Quasi-variational structure approach to systems with degenerate diffusions

Abstract

We consider the following system consisting of one strongly nonlinear partial differential inclusion, one linear PDE, and one ODE, which describes a tumor invasion phenomenon with a haptotaxis effect and was originally proposed by Chaplain and Anderson in 2003: $$ \begin{equation\*} \begin{cases} u\_t-\nabla \cdot (d\_u (v) \nabla \beta (v{};u)-u \nabla \lambda (v))+\beta (v{};u) \ni 0,\ v\_t=-avw,\ w\_t=d\_w \Delta w -bw+cu. \end{cases} \end{equation\*} $$ This system has two interesting characteristics. One is that the diffusion coefficient $d\_u$ for the unknown function $u$ in the partial differential inclusion depends on the function $v$, which is also unknown in this system.

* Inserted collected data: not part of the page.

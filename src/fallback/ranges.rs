//! Position-aware sampling ranges for synthetic season averages.

use rand::Rng;
use std::ops::Range;

use crate::cli::types::Position;

/// Games played is drawn from this half-open range.
pub const GAMES_PLAYED: Range<u32> = 60..82;

/// Whole minutes per game, half-open.
pub const MINUTES: Range<u32> = 12..36;

/// Seconds component of the minutes clock, half-open.
pub const SECONDS: Range<u32> = 0..60;

/// Closed interval `[min, max]` for one statistic.
#[derive(Debug, Clone, Copy, PartialEq)]
pub struct StatRange {
    pub min: f64,
    pub max: f64,
}

impl StatRange {
    pub const fn new(min: f64, max: f64) -> Self {
        Self { min, max }
    }

    pub fn contains(&self, value: f64) -> bool {
        value >= self.min && value <= self.max
    }

    /// Draw uniformly from the interval and round to `decimals` places.
    pub fn sample<R: Rng + ?Sized>(&self, rng: &mut R, decimals: i32) -> f64 {
        let raw = rng.gen_range(self.min..=self.max);
        round_to(raw, decimals).clamp(self.min, self.max)
    }
}

/// The eight sampled statistics.
#[derive(Debug, Clone, Copy, PartialEq)]
pub struct StatRanges {
    pub pts: StatRange,
    pub reb: StatRange,
    pub ast: StatRange,
    pub stl: StatRange,
    pub blk: StatRange,
    pub fg_pct: StatRange,
    pub fg3_pct: StatRange,
    pub ft_pct: StatRange,
}

impl StatRanges {
    /// Ranges used for unknown positions and as the starting point for overrides.
    pub const BASE: StatRanges = StatRanges {
        pts: StatRange::new(5.0, 25.0),
        reb: StatRange::new(1.0, 12.0),
        ast: StatRange::new(0.5, 10.0),
        stl: StatRange::new(0.2, 2.5),
        blk: StatRange::new(0.1, 2.5),
        fg_pct: StatRange::new(0.38, 0.55),
        fg3_pct: StatRange::new(0.28, 0.43),
        ft_pct: StatRange::new(0.65, 0.95),
    };

    /// Base ranges with the overrides for `position` applied.
    ///
    /// Free-throw percentage is never adjusted.
    pub fn for_position(position: Position) -> Self {
        let mut r = Self::BASE;
        match position {
            Position::Guard => {
                r.pts.max = 30.0;
                r.ast.max = 12.0;
                r.reb.max = 6.0;
                r.fg3_pct.max = 0.45;
            }
            Position::Forward => {
                r.pts.max = 27.0;
                r.reb.max = 10.0;
                r.blk.max = 2.0;
            }
            Position::Center => {
                r.pts.min = 8.0;
                r.reb.min = 6.0;
                r.reb.max = 15.0;
                r.blk.max = 3.0;
                r.fg3_pct.max = 0.33;
                r.fg_pct.min = 0.48;
            }
            Position::Unknown => {}
        }
        r
    }
}

/// Round half away from zero to `decimals` places.
pub fn round_to(value: f64, decimals: i32) -> f64 {
    let factor = 10f64.powi(decimals);
    (value * factor).round() / factor
}
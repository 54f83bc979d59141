//! Unit tests for the balldontlie HTTP client

use super::*;
use crate::DashError;
use serde_json::json;
use wiremock::{
    matchers::{header, method, path, query_param},
    Mock, MockServer, ResponseTemplate,
};

fn team_json(id: u32, abbreviation: &str) -> serde_json::Value {
    json!({
        "id": id,
        "conference": "East",
        "division": "Southeast",
        "city": "Charlotte",
        "name": "Hornets",
        "full_name": "Charlotte Hornets",
        "abbreviation": abbreviation
    })
}

fn player_json(id: u64, first: &str, last: &str, position: &str) -> serde_json::Value {
    json!({
        "id": id,
        "first_name": first,
        "last_name": last,
        "position": position,
        "height": "6-7",
        "weight": "180",
        "jersey_number": "1",
        "team": team_json(4, "CHA")
    })
}

async fn client_for(server: &MockServer) -> BdlClient {
    BdlClient::new("test-key", server.uri()).unwrap()
}

#[cfg(test)]
mod http_tests {
    use super::*;

    #[tokio::test]
    async fn test_teams_sends_api_key() {
        let mock_server = MockServer::start().await;

        Mock::given(method("GET"))
            .and(path("/teams"))
            .and(header("authorization", "test-key"))
            .and(header("accept", "application/json"))
            .respond_with(ResponseTemplate::new(200).set_body_json(json!({
                "data": [team_json(4, "CHA"), team_json(14, "LAL")]
            })))
            .mount(&mock_server)
            .await;

        let teams = client_for(&mock_server).await.teams().await.unwrap();
        assert_eq!(teams.len(), 2);
        assert_eq!(teams[1].abbreviation, "LAL");
    }

    #[tokio::test]
    async fn test_team_by_id_unwraps_envelope() {
        let mock_server = MockServer::start().await;

        Mock::given(method("GET"))
            .and(path("/teams/4"))
            .respond_with(
                ResponseTemplate::new(200).set_body_json(json!({ "data": team_json(4, "CHA") })),
            )
            .mount(&mock_server)
            .await;

        let team = client_for(&mock_server)
            .await
            .team(TeamId::HORNETS)
            .await
            .unwrap();
        assert_eq!(team.id, TeamId::HORNETS);
        assert_eq!(team.full_name, "Charlotte Hornets");
    }

    #[tokio::test]
    async fn test_team_players_query() {
        let mock_server = MockServer::start().await;

        Mock::given(method("GET"))
            .and(path("/players"))
            .and(query_param("team_ids[]", "4"))
            .and(query_param("per_page", "100"))
            .respond_with(ResponseTemplate::new(200).set_body_json(json!({
                "data": [
                    player_json(1, "LaMelo", "Ball", "G"),
                    player_json(5, "Mark", "Williams", "C")
                ],
                "meta": { "per_page": 100 }
            })))
            .mount(&mock_server)
            .await;

        let players = client_for(&mock_server)
            .await
            .team_players(TeamId::HORNETS)
            .await
            .unwrap();
        assert_eq!(players.len(), 2);
        assert_eq!(players[1].position, "C");
    }

    #[tokio::test]
    async fn test_season_averages_query() {
        let mock_server = MockServer::start().await;

        Mock::given(method("GET"))
            .and(path("/season_averages"))
            .and(query_param("season", "2023"))
            .and(query_param("player_id", "237"))
            .respond_with(ResponseTemplate::new(200).set_body_json(json!({
                "data": [{
                    "player_id": 237,
                    "season": 2023,
                    "games_played": 71,
                    "min": "35:18",
                    "pts": 25.7,
                    "reb": 7.3,
                    "ast": 8.3,
                    "stl": 1.3,
                    "blk": 0.5,
                    "fg_pct": 0.54,
                    "fg3_pct": 0.41,
                    "ft_pct": 0.75
                }]
            })))
            .mount(&mock_server)
            .await;

        let averages = client_for(&mock_server)
            .await
            .season_averages(PlayerId::new(237), Season::new(2023))
            .await
            .unwrap();
        assert_eq!(averages.len(), 1);
        assert_eq!(averages[0].pts, 25.7);
    }

    #[tokio::test]
    async fn test_tier_restriction_maps_to_http_error() {
        let mock_server = MockServer::start().await;

        Mock::given(method("GET"))
            .and(path("/standings"))
            .respond_with(ResponseTemplate::new(401).set_body_json(json!({
                "error": "Unauthorized"
            })))
            .mount(&mock_server)
            .await;

        let result = client_for(&mock_server)
            .await
            .standings(Season::new(2023))
            .await;
        match result {
            Err(DashError::Http(e)) => assert_eq!(e.status().map(|s| s.as_u16()), Some(401)),
            other => panic!("Expected Http error, got {other:?}"),
        }
    }

    #[tokio::test]
    async fn test_games_page_with_filters() {
        let mock_server = MockServer::start().await;

        Mock::given(method("GET"))
            .and(path("/games"))
            .and(query_param("seasons[]", "2023"))
            .and(query_param("team_ids[]", "4"))
            .and(query_param("per_page", "25"))
            .and(query_param("cursor", "2"))
            .respond_with(ResponseTemplate::new(200).set_body_json(json!({
                "data": [{
                    "id": 1037593,
                    "date": "2024-01-05",
                    "season": 2023,
                    "status": "Final",
                    "period": 4,
                    "time": "Final",
                    "postseason": false,
                    "home_team_score": 109,
                    "visitor_team_score": 104,
                    "home_team": team_json(4, "CHA"),
                    "visitor_team": team_json(14, "LAL")
                }],
                "meta": { "next_cursor": 1037600, "per_page": 25 }
            })))
            .mount(&mock_server)
            .await;

        let query = GamesQuery {
            cursor: Some(2),
            ..GamesQuery::for_season(Season::new(2023)).with_team(Some(TeamId::HORNETS))
        };
        let page = client_for(&mock_server).await.games(&query).await.unwrap();
        assert_eq!(page.data.len(), 1);
        assert_eq!(page.meta.next_cursor, Some(1037600));
    }

    #[tokio::test]
    async fn test_malformed_body_is_an_error() {
        let mock_server = MockServer::start().await;

        Mock::given(method("GET"))
            .and(path("/games/7"))
            .respond_with(ResponseTemplate::new(200).set_body_string("not json"))
            .mount(&mock_server)
            .await;

        let result = client_for(&mock_server).await.game(GameId::new(7)).await;
        assert!(result.is_err());
    }
}

#[cfg(test)]
mod query_tests {
    use super::*;

    #[test]
    fn test_games_query_defaults_per_page() {
        let params = GamesQuery::default().to_params();
        assert_eq!(params, vec![("per_page", "25".to_string())]);
    }

    #[test]
    fn test_games_query_repeats_array_params() {
        let query = GamesQuery {
            per_page: Some(10),
            dates: vec!["2024-01-01".to_string(), "2024-01-31".to_string()],
            seasons: vec![Season::new(2023)],
            postseason: Some(false),
            ..GamesQuery::default()
        };
        let params = query.to_params();

        assert!(params.contains(&("per_page", "10".to_string())));
        assert_eq!(params.iter().filter(|(k, _)| *k == "dates[]").count(), 2);
        assert!(params.contains(&("seasons[]", "2023".to_string())));
        assert!(params.contains(&("postseason", "false".to_string())));
    }

    #[test]
    fn test_with_team_none_clears_filter() {
        let query = GamesQuery::for_season(Season::new(2023)).with_team(None);
        assert!(query.team_ids.is_empty());
    }

    #[test]
    fn test_common_headers_without_key() {
        let headers = common_headers("").unwrap();
        assert_eq!(headers.get("accept").unwrap(), "application/json");
        assert!(!headers.contains_key("authorization"));
    }

    #[test]
    fn test_common_headers_with_key() {
        let headers = common_headers("abc123").unwrap();
        assert_eq!(headers.get("authorization").unwrap(), "abc123");
    }

    #[test]
    fn test_common_headers_rejects_control_chars() {
        assert!(common_headers("bad\nkey").is_err());
    }

    #[test]
    fn test_base_url_trailing_slash_trimmed() {
        let client = BdlClient::new("", "http://localhost:9999/v1/").unwrap();
        assert_eq!(client.base_url(), "http://localhost:9999/v1");
    }

    #[test]
    fn test_bdl_base_url_constant() {
        assert_eq!(BDL_BASE_URL, "https://api.balldontlie.io/v1");
    }
}
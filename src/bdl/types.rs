use crate::cli::types::{GameId, PlayerId, Season, TeamId};
use serde::{Deserialize, Serialize};


/// Team identity as returned by `/teams`.
#[derive(Debug, Clone, PartialEq, Eq, Deserialize, Serialize)]
pub struct Team {
    pub id: TeamId,
    #[serde(default)]
    pub conference: String,
    #[serde(default)]
    pub division: String,
    #[serde(default)]
    pub city: String,
    #[serde(default)]
    pub name: String,
    #[serde(default)]
    pub full_name: String,
    #[serde(default)]
    pub abbreviation: String,
}

/// Player record from `/players`.
#[derive(Debug, Clone, PartialEq, Deserialize, Serialize)]
pub struct Player {
    pub id: PlayerId,
    pub first_name: String,
    pub last_name: String,
    /// Raw API position code (`G`, `F`, `C`, `G-F`, ... or empty)
    #[serde(default)]
    pub position: String,
    #[serde(default)]
    pub height: Option<String>,
    #[serde(default)]
    pub weight: Option<String>,
    #[serde(default)]
    pub jersey_number: Option<String>,
    pub team: Team,
}

impl Player {
    pub fn full_name(&self) -> String {
        format!("{} {}", self.first_name, self.last_name)
    }
}

/// Per-game season averages for one player.
///
/// Produced either by `/season_averages` or by the fallback generator; both
/// paths yield exactly this shape. Percentages are fractions in `0..=1`.
#[derive(Debug, Clone, PartialEq, Deserialize, Serialize)]
pub struct SeasonAverages {
    pub player_id: PlayerId,
    pub season: Season,
    pub games_played: u32,
    /// Average playing time formatted `MM:SS`
    pub min: String,
    pub pts: f64,
    pub reb: f64,
    pub ast: f64,
    pub stl: f64,
    pub blk: f64,
    pub fg_pct: f64,
    pub fg3_pct: f64,
    pub ft_pct: f64,
}

impl SeasonAverages {
    /// Whole minutes from the `MM:SS` clock string, `0` when unparseable.
    pub fn minutes(&self) -> u32 {
        self.min
            .split(':')
            .next()
            .and_then(|m| m.trim().parse().ok())
            .unwrap_or(0)
    }
}

/// Conference/division standing for one team.
#[derive(Debug, Clone, PartialEq, Eq, Deserialize, Serialize)]
pub struct TeamStanding {
    pub team: Team,
    pub conference_record: String,
    pub conference_rank: u32,
    pub division_record: String,
    pub division_rank: u32,
    pub wins: u32,
    pub losses: u32,
    pub home_record: String,
    pub road_record: String,
    pub season: Season,
}

/// Game record from `/games`.
#[derive(Debug, Clone, PartialEq, Deserialize, Serialize)]
pub struct Game {
    pub id: GameId,
    pub date: String,
    pub season: Season,
    #[serde(default)]
    pub status: String,
    #[serde(default)]
    pub period: u32,
    #[serde(default)]
    pub time: Option<String>,
    #[serde(default)]
    pub postseason: bool,
    #[serde(default)]
    pub home_team_score: u32,
    #[serde(default)]
    pub visitor_team_score: u32,
    pub home_team: Team,
    pub visitor_team: Team,
}

/// Cursor pagination block attached to list responses.
#[derive(Debug, Clone, Default, PartialEq, Eq, Deserialize, Serialize)]
pub struct Meta {
    #[serde(default, skip_serializing_if = "Option::is_none")]
    pub next_cursor: Option<u64>,
    #[serde(default, skip_serializing_if = "Option::is_none")]
    pub per_page: Option<u32>,
}

/// Envelope for single-resource responses: `{"data": {...}}`
#[derive(Debug, Deserialize)]
pub struct DataEnvelope<T> {
    pub data: T,
}

/// Envelope for list responses: `{"data": [...], "meta": {...}}`
#[derive(Debug, Clone, Deserialize, Serialize)]
pub struct Page<T> {
    pub data: Vec<T>,
    #[serde(default)]
    pub meta: Meta,
}

impl<T> Page<T> {
    pub fn is_empty(&self) -> bool {
        self.data.is_empty()
    }
}

/// A roster entry paired with its season averages.
#[derive(Debug, Clone, PartialEq, Serialize, Deserialize)]
pub struct PlayerWithStats {
    pub id: PlayerId,
    pub name: String,
    pub position: String,
    pub stats: Option<SeasonAverages>,
}

/// Everything the team dashboard renders for one team and season.
#[derive(Debug, Clone, PartialEq, Serialize, Deserialize)]
pub struct TeamData {
    pub players: Vec<PlayerWithStats>,
    #[serde(rename = "teamStanding")]
    pub team_standing: Option<TeamStanding>,
    pub team: Team,
}
//! In-memory LRU caches for identity lookups.
//!
//! Teams and players change rarely, and the season-averages fallback needs
//! a player's position right after the roster call already returned it, so
//! both are cached per process. Statistics themselves are never cached.

use lru::LruCache;
use std::{
    collections::HashMap,
    hash::Hash,
    num::NonZeroUsize,
    sync::{Mutex, MutexGuard, PoisonError},
};

use crate::bdl::types::{Player, Team};
use crate::{PlayerId, TeamId};

/// Thread-safe LRU cache keyed by resource ID.
pub struct LookupCache<K, V>
where
    K: Hash + Eq,
    V: Clone,
{
    entries: Mutex<LruCache<K, V>>,
    capacity: usize,
}

impl<K, V> LookupCache<K, V>
where
    K: Hash + Eq,
    V: Clone,
{
    /// Create a cache holding at most `capacity` entries (minimum 1).
    pub fn new(capacity: usize) -> Self {
        let capacity = NonZeroUsize::new(capacity).unwrap_or(NonZeroUsize::MIN);
        Self {
            entries: Mutex::new(LruCache::new(capacity)),
            capacity: capacity.get(),
        }
    }

    fn lock(&self) -> MutexGuard<'_, LruCache<K, V>> {
        self.entries.lock().unwrap_or_else(PoisonError::into_inner)
    }

    pub fn get(&self, key: &K) -> Option<V> {
        self.lock().get(key).cloned()
    }

    pub fn put(&self, key: K, value: V) {
        self.lock().put(key, value);
    }

    pub fn clear(&self) {
        self.lock().clear();
    }

    /// `(entries, capacity)`
    pub fn stats(&self) -> (usize, usize) {
        (self.lock().len(), self.capacity)
    }
}

/// Caches shared by the service layer.
pub struct IdentityCache {
    pub teams: LookupCache<TeamId, Team>,
    pub players: LookupCache<PlayerId, Player>,
}

impl IdentityCache {
    pub fn new(capacity: usize) -> Self {
        Self {
            // 30 franchises; a small fixed slice is plenty
            teams: LookupCache::new(capacity.min(64)),
            players: LookupCache::new(capacity),
        }
    }

    pub fn remember_players(&self, players: &[Player]) {
        for player in players {
            self.players.put(player.id, player.clone());
        }
    }

    pub fn clear(&self) {
        self.teams.clear();
        self.players.clear();
    }

    pub fn stats(&self) -> HashMap<&'static str, (usize, usize)> {
        HashMap::from([("teams", self.teams.stats()), ("players", self.players.stats())])
    }
}

impl Default for IdentityCache {
    fn default() -> Self {
        Self::new(256)
    }
}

The other one is that the diffusion flux $\nabla \beta (v{};u)$ of $u$ also depends on $v$. Moreover, we are especially interested in the case that $\beta (v{};u)$ is nonsmooth and degenerate under suitable assumptions. These facts make it difficult for us to treat this system mathematically. In order to overcome these mathematical difficulties, we apply the theory of evolution inclusions on the real Hilbert space $V^\*$, the dual space of $V$, with a quasi-variational structure for the inner products, which was established by the author in 2019, and show the existence of time global solutions to the initial-boundary value problem for this system.